Thursday, October 29, 2020

3Q 2020 GDP Rises 33.1%-Could Manufacturing/Export Improvements be Coming?

I'm watching the markets and trying to gain a grasp of what the market is doing and how our abilities to adapt as well as the changes in the market due to the pandemic impact our export abilities. This is a blog post so I'm not going to justify everything I say or use citations for a basic discussion. However, the information presented is based in solid logic and in general research support. What I am mostly interested in is the connection of pre-markers that signal a fundamental change in the economy that would hint at a specific type of recovery.

The Bureau of Economic Analysis (BEA) provides information and data for public consumption. It is important for governments to provide this type of information so that companies, investors, intellectuals, etc... can try and make meaning out of the information for business decision making as well as gauge our current economic health.  The BEA came out with some powerful GDP improvements in Q3 2020 mounting to a 33.1% increase.



The Bureau of Economic Analysis provides the following explanation...."The increase in real GDP reflected increases in personal consumption expenditures (PCE), private inventory investment, exports, nonresidential fixed investment, and residential fixed investment that were partly offset by decreases in federal government spending (reflecting fewer fees paid to administer the Paycheck Protection Program loans) and state and local government spending. Imports, which are a subtraction in the calculation of GDP, increased (table 2)."

The IMF seemed low as a benchmark for the U.S. so my argument is that it will likely be much higher than expected based on the uniqueness of the economy as having a number of central supply chain hubs. I wrote a little article about how I think they were a little low and there might be a different projection for the U.S.  What the IMF is Right and Wrong About on their Economic Projections for the U.S.?  A boost in GDP may also create a little more investment rip environment.

Based on the theoretical assumptions I have been working off of, I believed that Q3 and Q4 are likely to be strong quarters. It is an adaption kind of concept with a little chaos theory mixed in. It is important to remember that all economics is the measurement of human activity regardless of the currency or measurements we use.

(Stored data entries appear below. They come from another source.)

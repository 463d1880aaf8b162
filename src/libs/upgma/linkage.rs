use super::cluster::Cluster;
use super::error::ClusterError;
use super::matrix::DistMatrix;

/// Average-linkage (UPGMA) distance between two clusters.
///
/// The mean, over every cross pair of members, of the Euclidean distance between their rows
/// of `matrix`. Runs on the calling thread; the pair search is what gets spread over the pool.
pub fn linkage_distance(
    left: &Cluster,
    right: &Cluster,
    matrix: &DistMatrix,
) -> Result<f64, ClusterError> {
    let mut total = 0f64;
    for s1 in &left.seqs {
        for s2 in &right.seqs {
            let sq = matrix.squared_embedding_distance(s1.index, s2.index);
            if sq < 0.0 {
                return Err(ClusterError::NegativeDistance {
                    i: s1.index,
                    j: s2.index,
                    value: sq,
                });
            }
            total += (sq as f64).sqrt();
        }
    }

    Ok(total / (left.len() * right.len()) as f64)
}
/// Number of standard amino acids.
pub const NUM_LETTERS: usize = 20;

/// Residue order of the rows and columns of [`BLOSUM62`].
pub const ORDER: [u8; NUM_LETTERS] = *b"ARNDCQEGHILKMFPSTWYV";

/// BLOSUM62 substitution scores.
#[rustfmt::skip]
pub const BLOSUM62: [[i32; NUM_LETTERS]; NUM_LETTERS] = [
    //A   R   N   D   C   Q   E   G   H   I   L   K   M   F   P   S   T   W   Y   V
    [ 4, -1, -2, -2,  0, -1, -1,  0, -2, -1, -1, -1, -1, -2, -1,  1,  0, -3, -2,  0], // A
    [-1,  5,  0, -2, -3,  1,  0, -2,  0, -3, -2,  2, -1, -3, -2, -1, -1, -3, -2, -3], // R
    [-2,  0,  6,  1, -3,  0,  0,  0,  1, -3, -3,  0, -2, -3, -2,  1,  0, -4, -2, -3], // N
    [-2, -2,  1,  6, -3,  0,  2, -1, -1, -3, -4, -1, -3, -3, -1,  0, -1, -4, -3, -3], // D
    [ 0, -3, -3, -3,  9, -3, -4, -3, -3, -1, -1, -3, -1, -2, -3, -1, -1, -2, -2, -1], // C
    [-1,  1,  0,  0, -3,  5,  2, -2,  0, -3, -2,  1,  0, -3, -1,  0, -1, -2, -1, -2], // Q
    [-1,  0,  0,  2, -4,  2,  5, -2,  0, -3, -3,  1, -2, -3, -1,  0, -1, -3, -2, -2], // E
    [ 0, -2,  0, -1, -3, -2, -2,  6, -2, -4, -4, -2, -3, -3, -2,  0, -2, -2, -3, -3], // G
    [-2,  0,  1, -1, -3,  0,  0, -2,  8, -3, -3, -1, -2, -1, -2, -1, -2, -2,  2, -3], // H
    [-1, -3, -3, -3, -1, -3, -3, -4, -3,  4,  2, -3,  1,  0, -3, -2, -1, -3, -1,  3], // I
    [-1, -2, -3, -4, -1, -2, -3, -4, -3,  2,  4, -2,  2,  0, -3, -2, -1, -2, -1,  1], // L
    [-1,  2,  0, -1, -3,  1,  1, -2, -1, -3, -2,  5, -1, -3, -1,  0, -1, -3, -2, -2], // K
    [-1, -1, -2, -3, -1,  0, -2, -3, -2,  1,  2, -1,  5,  0, -2, -1, -1, -1, -1,  1], // M
    [-2, -3, -3, -3, -2, -3, -3, -3, -1,  0,  0, -3,  0,  6, -4, -2, -2,  1,  3, -1], // F
    [-1, -2, -2, -1, -3, -1, -1, -2, -2, -3, -3, -1, -2, -4,  7, -1, -1, -4, -3, -2], // P
    [ 1, -1,  1,  0, -1,  0,  0,  0, -1, -2, -2,  0, -1, -2, -1,  4,  1, -3, -2, -2], // S
    [ 0, -1,  0, -1, -1, -1, -1, -2, -2, -1, -1, -1, -1, -2, -1,  1,  5, -2, -2,  0], // T
    [-3, -3, -4, -4, -2, -2, -3, -2, -2, -3, -2, -3, -1,  1, -4, -3, -2, 11,  2, -3], // W
    [-2, -2, -2, -3, -2, -1, -2, -3,  2, -1, -1, -2, -1,  3, -3, -2, -2,  2,  7, -1], // Y
    [ 0, -3, -3, -3, -1, -2, -2, -3, -3,  3,  1, -2,  1, -1, -2, -2,  0, -3, -1,  4], // V
];
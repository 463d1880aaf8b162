//! Subcommand modules for the `pmsa` binary.

pub mod dist;
pub mod guide;
pub mod submat;

/// Build the rayon pool shared by the `--parallel` subcommands.
pub fn build_pool(parallel: usize) -> anyhow::Result<rayon::ThreadPool> {
    let pool = rayon::ThreadPoolBuilder::new()
        .num_threads(parallel)
        .build()?;
    Ok(pool)
}
//! Persistence for the authorization server
//!
//! - [`ClientRegistry`]: registered clients, optionally file-backed.
//! - [`KvTokenStore`]: issued grants in a key-value backend, with access and
//!   refresh tokens as reference-counted pointers to a shared record.
//! - [`MemoryKv`]: the in-process backend, kept bounded by
//!   [`spawn_sweeper`].
//!
//! Record lifecycle:
//! 1. Authorization code issued → `code:` key holds the record until
//!    exchanged or expired
//! 2. Token issued → `basic:` record plus `access:`/`refresh:` pointers,
//!    written in one batch
//! 3. Access revoked or refreshed away → pointer deleted, record kept while
//!    the refresh pointer still names it
//! 4. Last pointer gone → record deleted; TTLs collect anything left behind

pub mod client;
pub mod error;
pub mod kv;
pub mod record;
pub mod sweep;
pub mod token;

pub use client::ClientRegistry;
pub use error::{Error, Result};
pub use kv::{KvBackend, MemoryKv, WriteBatch, WriteOp};
pub use record::RecordState;
pub use sweep::spawn_sweeper;
pub use token::KvTokenStore;
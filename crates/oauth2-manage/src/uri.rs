//! Redirect URI validation
//!
//! The default policy accepts a redirect URI whose scheme matches the
//! client's registered domain and whose host equals it or is a subdomain of
//! it on a label boundary (`app.example.com` under `example.com`, but not
//! `badexample.com`).

use oauth2_core::{Error, Result};
use url::Url;

/// Accept `redirect_uri` for a client registered with `base_uri`.
pub fn validate_uri(base_uri: &str, redirect_uri: &str) -> Result<()> {
    if base_uri.is_empty() || redirect_uri.is_empty() {
        return Err(Error::InvalidRedirectUri);
    }
    let base = Url::parse(base_uri).map_err(|_| Error::InvalidRedirectUri)?;
    let redirect = Url::parse(redirect_uri).map_err(|_| Error::InvalidRedirectUri)?;

    if base.scheme() != redirect.scheme() {
        return Err(Error::InvalidRedirectUri);
    }

    let (Some(base_host), Some(redirect_host)) = (base.host_str(), redirect.host_str()) else {
        return Err(Error::InvalidRedirectUri);
    };
    let base_host = base_host.to_ascii_lowercase();
    let redirect_host = redirect_host.to_ascii_lowercase();

    let host_ok = redirect_host == base_host
        || redirect_host
            .strip_suffix(base_host.as_str())
            .is_some_and(|prefix| prefix.ends_with('.'));
    if !host_ok {
        return Err(Error::InvalidRedirectUri);
    }

    // An explicit port on the registered domain pins it
    if base.port().is_some() && base.port_or_known_default() != redirect.port_or_known_default() {
        return Err(Error::InvalidRedirectUri);
    }
    Ok(())
}
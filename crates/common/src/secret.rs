//! Secret wrapper for sensitive values
//!
//! Client secrets and resource-owner passwords travel through the engine
//! wrapped in `Secret` so they never end up in `Debug` output or logs.
//! `Secret` deserializes (config files may carry secrets inline) but never
//! serializes.

use std::fmt;

use serde::{Deserialize, Deserializer};
use zeroize::Zeroize;

/// Sensitive value - redacted in Debug/Display/logs
pub struct Secret<T: Zeroize>(T);

impl<T: Zeroize> Secret<T> {
    /// Create a new secret value
    pub fn new(value: T) -> Self {
        Self(value)
    }

    /// Expose the inner value (use sparingly)
    pub fn expose(&self) -> &T {
        &self.0
    }
}

impl<T: Zeroize + AsRef<[u8]>> Secret<T> {
    /// Compare against a presented value without short-circuiting on the
    /// first differing byte.
    pub fn matches(&self, presented: &str) -> bool {
        let expected = self.0.as_ref();
        let presented = presented.as_bytes();
        if expected.len() != presented.len() {
            return false;
        }
        expected
            .iter()
            .zip(presented)
            .fold(0u8, |acc, (a, b)| acc | (a ^ b))
            == 0
    }

    /// Whether the wrapped value is empty.
    pub fn is_empty(&self) -> bool {
        self.0.as_ref().is_empty()
    }
}

impl From<String> for Secret<String> {
    fn from(value: String) -> Self {
        Self::new(value)
    }
}

impl From<&str> for Secret<String> {
    fn from(value: &str) -> Self {
        Self::new(value.to_owned())
    }
}

impl<T: Zeroize> fmt::Debug for Secret<T> {
    fn fmt(&self, f: &mut fmt::Formatter<'_>) -> fmt::Result {
        write!(f, "[REDACTED]")
    }
}

impl<T: Zeroize> fmt::Display for Secret<T> {
    fn fmt(&self, f: &mut fmt::Formatter<'_>) -> fmt::Result {
        write!(f, "[REDACTED]")
    }
}

impl<T: Zeroize> Drop for Secret<T> {
    fn drop(&mut self) {
        self.0.zeroize();
    }
}

impl<T: Zeroize + Clone> Clone for Secret<T> {
    fn clone(&self) -> Self {
        Self(self.0.clone())
    }
}

impl<'de, T: Zeroize + Deserialize<'de>> Deserialize<'de> for Secret<T> {
    fn deserialize<D: Deserializer<'de>>(deserializer: D) -> Result<Self, D::Error> {
        T::deserialize(deserializer).map(Self::new)
    }
}

#[cfg(test)]
mod tests {
    use super::*;

    #[test]
    fn test_secret_redacts_debug() {
        let secret = Secret::new(String::from("client-secret-value"));
        let debug = format!("{:?}", secret);
        assert_eq!(debug, "[REDACTED]");
        assert!(!debug.contains("client-secret-value"));
    }

    #[test]
    fn test_secret_exposes_value() {
        let secret = Secret::new(String::from("client-secret-value"));
        assert_eq!(secret.expose(), "client-secret-value");
    }

    #[test]
    fn test_secret_matches_exact_value_only() {
        let secret = Secret::from("11111111");
        assert!(secret.matches("11111111"));
        assert!(!secret.matches("11111112"));
        assert!(!secret.matches("1111111"));
        assert!(!secret.matches(""));
    }

    #[test]
    fn test_secret_deserializes_from_toml() {
        #[derive(Deserialize)]
        struct Holder {
            secret: Secret<String>,
        }
        let holder: Holder = toml::from_str(r#"secret = "s3cr3t""#).unwrap();
        assert!(holder.secret.matches("s3cr3t"));
        assert_eq!(format!("{}", holder.secret), "[REDACTED]");
    }
}
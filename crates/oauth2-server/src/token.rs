//! Token endpoint

use http::{Method, StatusCode};
use oauth2_core::{Error, ErrorKind, GrantType, Result, TokenGenerateRequest, TokenInfo};
use tracing::{instrument, warn};

use crate::request::Request;
use crate::response::Response;
use crate::server::Server;

impl Server {
    /// Handle a token request end to end. Errors are rendered as JSON.
    #[instrument(skip_all, fields(grant_type = %req.form_value("grant_type")))]
    pub async fn handle_token_request(&self, req: &Request) -> Response {
        let result = match self.validation_token_request(req).await {
            Ok((grant_type, tgr)) => self.get_access_token(grant_type, &tgr).await,
            Err(err) => Err(err),
        };
        match result {
            Ok(info) => self.token_response(self.token_data(&info), StatusCode::OK),
            Err(err) => {
                warn!(error = %err, "token request failed");
                let rendered = self.error_response(&err);
                self.token_response(rendered.to_map(None), rendered.status)
            }
        }
    }

    /// Parse the grant and collect the fields it needs.
    ///
    /// Client credentials are extracted here and verified by the manager,
    /// except for the password grant, where the client is authenticated
    /// before the resource owner's credentials reach the password hook.
    pub async fn validation_token_request(
        &self,
        req: &Request,
    ) -> Result<(GrantType, TokenGenerateRequest)> {
        let method_allowed = req.method == Method::POST
            || (req.method == Method::GET && self.config.allow_get_access_request);
        if !method_allowed {
            return Err(ErrorKind::InvalidRequest.into());
        }

        // Implicit tokens come only from the authorization endpoint
        let grant_type = GrantType::parse(req.form_value("grant_type"))
            .filter(|gt| *gt != GrantType::Implicit)
            .ok_or(Error::from(ErrorKind::UnsupportedGrantType))?;

        let (client_id, client_secret) = (self.handlers.client_info)(req)?;
        if !self.config.allows_grant_type(grant_type) {
            return Err(ErrorKind::UnauthorizedClient.into());
        }
        let mut tgr = TokenGenerateRequest::new(client_id);
        if !client_secret.is_empty() {
            tgr = tgr.with_secret(client_secret);
        }

        match grant_type {
            GrantType::AuthorizationCode => {
                tgr.code = required(req, "code")?.to_owned();
                tgr.redirect_uri = required(req, "redirect_uri")?.to_owned();
                tgr.code_verifier = req.form_value("code_verifier").to_owned();
            }
            GrantType::PasswordCredentials => {
                let username = required(req, "username")?;
                let password = required(req, "password")?;
                self.manager.authenticate_client(&tgr).await?;
                let user_id =
                    (self.handlers.password_authorization)(&tgr.client_id, username, password)?
                        .ok_or(Error::from(ErrorKind::InvalidGrant))?;
                tgr.user_id = user_id;
                tgr.scope = req.form_value("scope").to_owned();
            }
            GrantType::ClientCredentials => {
                tgr.scope = req.form_value("scope").to_owned();
            }
            GrantType::Refreshing => {
                tgr.refresh = required(req, "refresh_token")?.to_owned();
                tgr.scope = req.form_value("scope").to_owned();
            }
            GrantType::Implicit => return Err(ErrorKind::UnsupportedGrantType.into()),
        }

        if let Some(hook) = &self.handlers.access_token_exp
            && let Some(exp) = hook(req)?
        {
            tgr.access_token_exp = Some(exp);
        }
        Ok((grant_type, tgr))
    }

    /// Run the grant-specific hooks and issue the token.
    pub async fn get_access_token(
        &self,
        grant_type: GrantType,
        tgr: &TokenGenerateRequest,
    ) -> Result<TokenInfo> {
        if let Some(hook) = &self.handlers.client_authorized
            && !hook(&tgr.client_id, grant_type)?
        {
            return Err(ErrorKind::UnauthorizedClient.into());
        }

        match grant_type {
            GrantType::AuthorizationCode => self
                .manager
                .generate_access_token(grant_type, tgr)
                .await
                .map_err(code_exchange_error),
            GrantType::PasswordCredentials | GrantType::ClientCredentials => {
                if let Some(hook) = &self.handlers.client_scope
                    && !hook(tgr)?
                {
                    return Err(ErrorKind::InvalidScope.into());
                }
                self.manager.generate_access_token(grant_type, tgr).await
            }
            GrantType::Refreshing => {
                let validation = &self.handlers.refreshing_validation;
                let scope = &self.handlers.refreshing_scope;
                if validation.is_some() || scope.is_some() {
                    let old = self.manager.load_refresh_token(&tgr.refresh).await?;
                    if let Some(hook) = validation
                        && !hook(&old)?
                    {
                        return Err(ErrorKind::InvalidGrant.into());
                    }
                    if let Some(hook) = scope
                        && !hook(tgr, &old.scope)?
                    {
                        return Err(ErrorKind::InvalidScope.into());
                    }
                }
                self.manager.generate_access_token(grant_type, tgr).await
            }
            GrantType::Implicit => Err(ErrorKind::UnsupportedGrantType.into()),
        }
    }
}

fn required<'a>(req: &'a Request, key: &str) -> Result<&'a str> {
    match req.form_value(key) {
        "" => Err(ErrorKind::InvalidRequest.into()),
        value => Ok(value),
    }
}

/// Client authentication failures stay `invalid_client`; every other
/// protocol failure of a code exchange is `invalid_grant`.
fn code_exchange_error(err: Error) -> Error {
    match err.kind() {
        None | Some(ErrorKind::InvalidClient | ErrorKind::InvalidGrant) => err,
        Some(_) => ErrorKind::InvalidGrant.into(),
    }
}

Thus, we must understand human behavior and financial behavior to better understanding of the market and how they interplay to create improvements/declines.





You can read a bout a few of these projections. GDP Contracts 1st Q of 2020-Is It a Short Lived Shock and Digital GDP Recovery? After the first major economic contraction we found that the fundamentals of the society stayed the same and he investment markets were strong. We can also see this in the Q3 BEA statistics that are showing how there is money that can be used for investment, purchases, and general capital availability that move beyond government stimulus. 

What I might consider looking at as well are any export and inventory markers that would indicate subtle shifts from important to export orientation.  There has been some indication that there could be a shift in import and export ratios when we see the trade gap narrow recently. You can read Delta County Great Lakes Shipping Infrastructure-Opportunities for National Exports!



While we have some indication that exports are improving there doesn't appear to be as much movement there as there was in GDP improvement. What we might want to watch is Q4 GDP numbers and if by the beginning of the Q4 if we will see a bump in exports as well. Many nations are beginning to think about post-COVID life and a number of companies/people may have delayed purchases which could be realized if we see sales in heavy equipment and inventory (as a precursor to purchases).

No idea if it will happen. So far it seems to be fairly close to projections. I'm not a career economist just a person with advance degrees in business and significant economic understandings.